The snow cover at the Whitemud Ravine is criss-crossed by the distinct tracks of rabbits and hares. Here in Alberta we have three species of native rabbits and hares, the cottontail rabbit, snowshoe hare and white-tailed jackrabbit. While I cannot tell the species apart just based on their tracks they are relatively easy to identify if you spot one.
Looks can be deceiving, specially when it comes to ice. After a few days of cold temperatures the creek finally froze over. This was followed by snow covering up the ice. After all of this the creek looked like it was frozen solid and that it may support a person walking on it. In reality the ice is thin enough to be entirely transparent and is fat from being thick enough to support a person. It will take a weeks of extremely low temperatures (in the double digits) to make the ice thick enough to walk on. The moving water under the ice likely causes it to take longer to build up thick ice.
An epiphyte is an organism that grows on the surface of a plant and derives its moisture and nutrients from the air, rain, water or from debris accumulating around it. While epiphytes in the tropics are know to be rather splendid in size and diversity the boreal zone has its fair share of epiphytic organisms as well. They may not be as charismatic as their tropical counterparts, but they are just as beautiful. This naked branch of a pine, that is no more than a foot in length, is covered in at least two different types of lichens and a bit of moss as well. While it is getting crowded on the branch, when it comes to lichens, things happen very slowly due to their slow rate of growth.
On the concrete embankment under the Fox Drive overpass across the Whitemud Creek fresh snow has blown on and covered the concerted in a pristine thin and fluffy layer of fresh snow. A series of animal track Crossed the snow diagonally. The tracks looked fresh so I tried to follow them for a bit but they disappeared into the shrubbery and were lost. There are not many choices in terms of who could have made the tracks. Size-wise they could be squirrel tracks but are missing the imprint of the long forepaw and they are too large for a vole. I suspect they were made by a weasel, likely a least weasel.
Last week weekend the time changed back to winter time. As a result darkness falls even earlier now, making it difficult to do any nature walks in the afternoons during the week. This picture was taken at around 3:30 in the afternoon with the sun already starting to set behind the tree tops. The earliest I would be able to reach this spot during the week would be around 5 pm, at which point darkness is falling and there would be no possibility to take any pictures. We are currently about one month away from winter solstice (December 21) so the darkness will get worse first, before things will start to move in the opposite direction.
In a naked tree right by the Whitemud Creek, along a sinuous bend in the creek, an abandoned bird’s nest is clinging perilously to a branch that seems to be far to narrow for it to balance on it. It must have been a prime real estate location during the summer, with a view of the creek and beavers frolicking in the waters below. One can still see lichen that was used for insulation and warmth sticking out of the nest. The nest is now covered in snow and I have my doubts whether it will survive the winter storms and the weight of heavy snow.

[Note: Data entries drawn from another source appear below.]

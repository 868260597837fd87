//! Agora Governance - stake-weighted proposals.
//!
//! This crate provides:
//! - Access control (admin and elected chairman)
//! - Proposal registry with clamped debate periods
//! - Vote accounting that extends the voter's stake lock
//! - One-shot resolution with quorum check and call dispatch
//! - Chairman elections as self-targeted proposals

pub mod access;
pub mod action;
pub mod dao;
pub mod election;
pub mod error;
pub mod executor;
pub mod host;
pub mod params;
pub mod proposal;
pub mod voting;

#[cfg(test)]
mod testing;

pub use access::{AccessPolicy, Role};
pub use action::{GovernanceAction, ProposalAction};
pub use dao::Dao;
pub use error::GovernanceError;
pub use executor::quorum_ratio;
pub use host::ExecutionHost;
pub use params::GovernanceParams;
pub use proposal::{Proposal, ProposalRegistry, ProposalStatus};
pub use voting::{VoteReceipt, VoteSupport};
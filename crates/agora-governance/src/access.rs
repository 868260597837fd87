//! Access control policy shared by every governance entry point.

use agora_types::Address;
use serde::{Deserialize, Serialize};

use crate::error::GovernanceError;

/// Governance roles.
#[derive(Debug, Clone, Copy, PartialEq, Eq, Hash, Serialize, Deserialize)]
pub enum Role {
    /// Superuser, normally the deployer
    Admin,
    /// Elected through a proposal
    Chairman,
}

/// Who may do what. Holds the governance contract's own address so that
/// self-dispatched calls can be told apart from direct ones.
#[derive(Debug, Clone, Serialize, Deserialize)]
pub struct AccessPolicy {
    admin: Address,
    chairman: Address,
    governance: Address,
}

impl AccessPolicy {
    /// The admin starts out as chairman.
    pub fn new(admin: Address, governance: Address) -> Self {
        Self {
            admin,
            chairman: admin,
            governance,
        }
    }

    pub fn admin(&self) -> Address {
        self.admin
    }

    pub fn chairman(&self) -> Address {
        self.chairman
    }

    pub fn governance(&self) -> Address {
        self.governance
    }

    pub fn has_role(&self, role: Role, account: &Address) -> bool {
        match role {
            Role::Admin => *account == self.admin,
            Role::Chairman => *account == self.chairman,
        }
    }

    /// Admin or chairman.
    pub fn require_officer(&self, caller: Address) -> Result<(), GovernanceError> {
        if self.has_role(Role::Admin, &caller) || self.has_role(Role::Chairman, &caller) {
            Ok(())
        } else {
            Err(GovernanceError::Unauthorized(caller))
        }
    }

    /// Admin, chairman, or governance itself executing a proposal.
    pub fn require_officer_or_self(&self, caller: Address) -> Result<(), GovernanceError> {
        if caller == self.governance {
            return Ok(());
        }
        self.require_officer(caller)
    }

    /// Only governance itself executing a proposal.
    pub fn require_self(&self, caller: Address) -> Result<(), GovernanceError> {
        if caller == self.governance {
            Ok(())
        } else {
            Err(GovernanceError::MustGoThroughProposal)
        }
    }

    pub fn set_chairman(&mut self, caller: Address, chairman: Address) -> Result<(), GovernanceError> {
        self.require_self(caller)?;
        self.chairman = chairman;
        Ok(())
    }
}

#[cfg(test)]
mod tests {
    use super::*;

    fn addr(n: u8) -> Address {
        Address::from_bytes([n; 20])
    }

    #[test]
    fn test_admin_starts_as_chairman() {
        let policy = AccessPolicy::new(addr(1), addr(9));
        assert!(policy.has_role(Role::Admin, &addr(1)));
        assert!(policy.has_role(Role::Chairman, &addr(1)));
        assert!(policy.require_officer(addr(1)).is_ok());
    }

    #[test]
    fn test_stranger_is_rejected_by_name() {
        let policy = AccessPolicy::new(addr(1), addr(9));
        assert_eq!(
            policy.require_officer(addr(2)),
            Err(GovernanceError::Unauthorized(addr(2)))
        );
        assert!(policy.require_officer_or_self(addr(9)).is_ok());
    }

    #[test]
    fn test_chairman_changes_only_through_self() {
        let mut policy = AccessPolicy::new(addr(1), addr(9));
        assert_eq!(
            policy.set_chairman(addr(1), addr(2)),
            Err(GovernanceError::MustGoThroughProposal)
        );

        policy.set_chairman(addr(9), addr(2)).unwrap();
        assert_eq!(policy.chairman(), addr(2));
        // Admin keeps its powers after an election
        assert!(policy.require_officer(addr(1)).is_ok());
        assert!(policy.require_officer(addr(2)).is_ok());
    }
}
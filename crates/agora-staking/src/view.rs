//! The capability governance holds over the ledger.

use agora_types::{Address, Amount, Timestamp};

use crate::error::StakingError;

/// Read stake for voting power and push lock expiry later. Nothing else:
/// governance never mutates stake amounts.
pub trait StakeView {
    /// Currently staked amount of `account` (zero when absent).
    fn staked_amount(&self, account: &Address) -> Amount;

    /// Sum of all staked amounts.
    fn total_staked(&self) -> Amount;

    /// Lock expiry of `account`, if it has a stake.
    fn lock_expiry(&self, account: &Address) -> Option<Timestamp>;

    /// Set `lock_expiry = max(lock_expiry, candidate_expiry)` for `account`.
    /// Only the registered governance address may call this.
    fn extend_lock(
        &mut self,
        caller: Address,
        account: Address,
        candidate_expiry: Timestamp,
    ) -> Result<Timestamp, StakingError>;
}
//! Proposal lifecycle management.
//!
//! Proposals go through states: Open -> Passed/Rejected/QuorumFailed.
//! The terminal transition happens exactly once.

use std::collections::BTreeMap;

use agora_types::{Address, Amount, Timestamp};
use serde::{Deserialize, Serialize};

use crate::action::ProposalAction;
use crate::error::GovernanceError;
use crate::voting::VoteSupport;

/// Proposal status in its lifecycle.
#[derive(Debug, Clone, Copy, PartialEq, Eq, Hash, Serialize, Deserialize)]
pub enum ProposalStatus {
    /// Debate running or awaiting finalization
    Open,
    /// More stake for than against; action was dispatched
    Passed,
    /// Quorum met but not enough support
    Rejected,
    /// Too little of the total stake voted
    QuorumFailed,
}

impl ProposalStatus {
    /// Check if this is a terminal status.
    pub fn is_final(&self) -> bool {
        !matches!(self, ProposalStatus::Open)
    }
}

/// A governance proposal.
#[derive(Debug, Clone, PartialEq, Eq, Serialize, Deserialize)]
pub struct Proposal {
    /// Unique proposal ID, starting at 1
    pub id: u64,
    pub proposer: Address,
    pub description: String,
    /// What happens if it passes
    pub action: ProposalAction,
    pub created_at: Timestamp,
    /// Votes are accepted strictly before this instant
    pub debate_end_time: Timestamp,
    /// Stake-weighted support
    pub for_votes: Amount,
    /// Stake-weighted opposition
    pub against_votes: Amount,
    pub status: ProposalStatus,
    pub finalized: bool,
}

impl Proposal {
    /// Create an open proposal whose debate ends at `created_at + duration`.
    pub fn new(
        id: u64,
        proposer: Address,
        description: String,
        action: ProposalAction,
        created_at: Timestamp,
        duration: Timestamp,
    ) -> Result<Self, GovernanceError> {
        let debate_end_time = created_at
            .checked_add(duration)
            .ok_or(GovernanceError::Overflow)?;

        Ok(Self {
            id,
            proposer,
            description,
            action,
            created_at,
            debate_end_time,
            for_votes: 0,
            against_votes: 0,
            status: ProposalStatus::Open,
            finalized: false,
        })
    }

    /// Check that votes are still accepted at `now`.
    pub fn ensure_votable(&self, now: Timestamp) -> Result<(), GovernanceError> {
        if self.finalized {
            return Err(GovernanceError::AlreadyFinalized);
        }
        if now >= self.debate_end_time {
            return Err(GovernanceError::DebatePeriodEnded);
        }
        Ok(())
    }

    /// Check that the proposal may be finalized at `now`.
    pub fn ensure_finishable(&self, now: Timestamp) -> Result<(), GovernanceError> {
        if self.finalized {
            return Err(GovernanceError::AlreadyFinalized);
        }
        if now < self.debate_end_time {
            return Err(GovernanceError::DebateNotOver {
                ends_at: self.debate_end_time,
            });
        }
        Ok(())
    }

    /// Add `amount` to one side of the tally.
    pub fn add_votes(&mut self, support: VoteSupport, amount: Amount) -> Result<(), GovernanceError> {
        let side = match support {
            VoteSupport::For => &mut self.for_votes,
            VoteSupport::Against => &mut self.against_votes,
        };
        *side = side.checked_add(amount).ok_or(GovernanceError::Overflow)?;
        Ok(())
    }

    /// Undo a previous [`Proposal::add_votes`].
    pub(crate) fn remove_votes(&mut self, support: VoteSupport, amount: Amount) {
        let side = match support {
            VoteSupport::For => &mut self.for_votes,
            VoteSupport::Against => &mut self.against_votes,
        };
        *side = side.saturating_sub(amount);
    }

    /// Get total votes cast.
    pub fn total_votes(&self) -> Amount {
        self.for_votes.saturating_add(self.against_votes)
    }

    /// Strict majority; a tie does not pass.
    pub fn has_majority(&self) -> bool {
        self.for_votes > self.against_votes
    }

    pub(crate) fn finalize(&mut self, status: ProposalStatus) {
        self.status = status;
        self.finalized = true;
    }
}

/// Proposal registry managing all proposals.
#[derive(Debug, Clone, Serialize, Deserialize)]
pub struct ProposalRegistry {
    proposals: BTreeMap<u64, Proposal>,
    next_id: u64,
}

impl ProposalRegistry {
    /// Create a new registry.
    pub fn new() -> Self {
        Self {
            proposals: BTreeMap::new(),
            next_id: 1,
        }
    }

    /// Store a new proposal and return its id.
    pub fn create(
        &mut self,
        proposer: Address,
        description: String,
        action: ProposalAction,
        created_at: Timestamp,
        duration: Timestamp,
    ) -> Result<u64, GovernanceError> {
        let id = self.next_id;
        let proposal = Proposal::new(id, proposer, description, action, created_at, duration)?;

        self.proposals.insert(id, proposal);
        self.next_id += 1;
        Ok(id)
    }

    pub fn get(&self, id: u64) -> Result<&Proposal, GovernanceError> {
        self.proposals.get(&id).ok_or(GovernanceError::NotFound(id))
    }

    pub fn get_mut(&mut self, id: u64) -> Result<&mut Proposal, GovernanceError> {
        self.proposals.get_mut(&id).ok_or(GovernanceError::NotFound(id))
    }

    /// Id of the most recently created proposal, 0 if none.
    pub fn last_index(&self) -> u64 {
        self.next_id - 1
    }

    /// Get proposals by status.
    pub fn by_status(&self, status: ProposalStatus) -> Vec<&Proposal> {
        self.proposals
            .values()
            .filter(|p| p.status == status)
            .collect()
    }

    pub fn len(&self) -> usize {
        self.proposals.len()
    }

    pub fn is_empty(&self) -> bool {
        self.proposals.is_empty()
    }
}

impl Default for ProposalRegistry {
    fn default() -> Self {
        Self::new()
    }
}

#[cfg(test)]
mod tests {
    use super::*;

    fn action() -> ProposalAction {
        ProposalAction::External {
            target: Address::from_bytes([3u8; 20]),
            call_data: vec![1],
        }
    }

    #[test]
    fn test_proposal_creation() {
        let proposal = Proposal::new(1, Address::ZERO, "Test".to_string(), action(), 100, 50).unwrap();

        assert_eq!(proposal.debate_end_time, 150);
        assert_eq!(proposal.status, ProposalStatus::Open);
        assert!(!proposal.finalized);
        assert_eq!(proposal.total_votes(), 0);
    }

    #[test]
    fn test_debate_end_overflow() {
        let err = Proposal::new(1, Address::ZERO, String::new(), action(), u64::MAX, 1).unwrap_err();
        assert_eq!(err, GovernanceError::Overflow);
    }

    #[test]
    fn test_vote_window_boundaries() {
        let proposal = Proposal::new(1, Address::ZERO, String::new(), action(), 100, 50).unwrap();

        assert!(proposal.ensure_votable(149).is_ok());
        assert_eq!(proposal.ensure_votable(150), Err(GovernanceError::DebatePeriodEnded));

        assert_eq!(
            proposal.ensure_finishable(149),
            Err(GovernanceError::DebateNotOver { ends_at: 150 })
        );
        assert!(proposal.ensure_finishable(150).is_ok());
    }

    #[test]
    fn test_tie_does_not_pass() {
        let mut proposal = Proposal::new(1, Address::ZERO, String::new(), action(), 0, 10).unwrap();
        proposal.add_votes(VoteSupport::For, 5).unwrap();
        proposal.add_votes(VoteSupport::Against, 5).unwrap();
        assert!(!proposal.has_majority());

        proposal.add_votes(VoteSupport::For, 1).unwrap();
        assert!(proposal.has_majority());
        assert_eq!(proposal.total_votes(), 11);
    }

    #[test]
    fn test_registry_ids_are_sequential() {
        let mut registry = ProposalRegistry::new();
        assert_eq!(registry.last_index(), 0);
        assert!(registry.is_empty());

        let first = registry.create(Address::ZERO, "a".into(), action(), 0, 10).unwrap();
        let second = registry.create(Address::ZERO, "b".into(), action(), 0, 10).unwrap();

        assert_eq!((first, second), (1, 2));
        assert_eq!(registry.last_index(), 2);
        assert_eq!(registry.get(2).unwrap().description, "b");
        assert_eq!(registry.get(3), Err(GovernanceError::NotFound(3)));
    }

    #[test]
    fn test_failed_create_keeps_counter() {
        let mut registry = ProposalRegistry::new();
        assert!(registry.create(Address::ZERO, String::new(), action(), u64::MAX, 1).is_err());
        assert_eq!(registry.last_index(), 0);
        assert_eq!(registry.create(Address::ZERO, String::new(), action(), 0, 1).unwrap(), 1);
    }
}
use agora_governance::GovernanceError;
use agora_staking::StakingError;
use agora_token::TokenError;
use agora_types::Address;
use thiserror::Error;

/// Errors surfaced by the engine.
#[derive(Debug, Error, Clone, PartialEq, Eq)]
pub enum EngineError {
    #[error("Staking error: {0}")]
    Staking(#[from] StakingError),

    #[error("Governance error: {0}")]
    Governance(#[from] GovernanceError),

    #[error("Token error: {0}")]
    Token(#[from] TokenError),

    #[error("Address already in use: {0}")]
    AddressInUse(Address),

    #[error("Invalid config: {0}")]
    InvalidConfig(String),
}

impl EngineError {
    /// The governance error, if this is one.
    pub fn as_governance(&self) -> Option<&GovernanceError> {
        match self {
            EngineError::Governance(e) => Some(e),
            _ => None,
        }
    }
}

Snow usually is seen as something that covers things up. It covers up my driveway every time it snows, and then I have to spend time and energy removing it. In the forest, however, snow reveals who has been there and where they went. The Whitemud Ravine is, as the name suggests, a ravine so the ability for wildlife to move around is limited. Any long distance movement will pretty much have to be along the relatively narrow shape of the ravine. I am not sure if this is the reason, but I have never seen so many animal tracks crisscrossing the forest floor as in the Whitemud Ravine. Most of them are relatively easy to identify, squirrels, hares, weasels, and coyote. The track in the picture is from a deer. Other than squirrels and voles I have not actually seen any other mammals in the ravine, but the tracks reveal that when the humans are not watching the forest is bustling with activity.